Task item |
Whenever a line of the listing contains the string "TestsArgs", return that line.
***** Exercise materials
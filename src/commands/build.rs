use super::{
    CommandError, Context, ExitStatus, html_orchestrator, orchestrator, parse_args, report_status,
};
use crate::output;
use crate::render::NullRenderer;
use clap::Parser;
use std::path::PathBuf;

#[derive(Parser, Debug)]
#[command(name = "gallerist build", no_binary_name = true)]
struct BuildArgs {
    /// Exit non-zero when any item had errors
    #[arg(long)]
    strict: bool,
    /// Print every node of the built site
    #[arg(long)]
    list: bool,
}

#[derive(Parser, Debug)]
#[command(name = "gallerist build-documentation", no_binary_name = true)]
struct DocsArgs {
    /// Output directory, relative to the site root
    #[arg(long, value_name = "DIR")]
    output: Option<PathBuf>,
}

#[derive(Parser, Debug)]
#[command(name = "gallerist tests", no_binary_name = true)]
struct TestsArgs {}

pub(super) fn build(ctx: &Context) -> Result<ExitStatus, CommandError> {
    let Some(args) = parse_args::<BuildArgs>(&ctx.args)? else {
        return Ok(ExitStatus::SUCCESS);
    };
    let mut orchestrator = html_orchestrator(ctx, ctx.paths())?;
    let report = orchestrator.full_build()?;
    output::print_build_report(&report);
    if args.list
        && let Some(model) = orchestrator.model()
    {
        output::print_model(model);
    }
    Ok(report_status(&report, args.strict || ctx.config.build.strict))
}

pub(super) fn build_documentation(ctx: &Context) -> Result<ExitStatus, CommandError> {
    let Some(args) = parse_args::<DocsArgs>(&ctx.args)? else {
        return Ok(ExitStatus::SUCCESS);
    };
    let docs = &ctx.config.documentation;
    let output_dir = args
        .output
        .map(|p| p.to_string_lossy().into_owned())
        .unwrap_or_else(|| docs.output.clone());
    let paths = ctx.paths().with_content(&docs.source, &output_dir);
    println!("Documentation: {}", paths.content.display());

    let mut orchestrator = html_orchestrator(ctx, paths)?;
    let report = orchestrator.full_build()?;
    output::print_build_report(&report);
    Ok(report_status(&report, ctx.config.build.strict))
}

/// Consistency check: every item through its handler, nothing written.
pub(super) fn tests(ctx: &Context) -> Result<ExitStatus, CommandError> {
    if parse_args::<TestsArgs>(&ctx.args)?.is_none() {
        return Ok(ExitStatus::SUCCESS);
    }
    let mut orchestrator = orchestrator(ctx, ctx.paths(), Box::new(NullRenderer))?;
    let report = orchestrator.full_build()?;
    output::print_build_report(&report);
    Ok(report_status(&report, true))
}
**********
Output below |
struct TestsArgs {}
    if parse_args::<TestsArgs>(&ctx.args)?.is_none() {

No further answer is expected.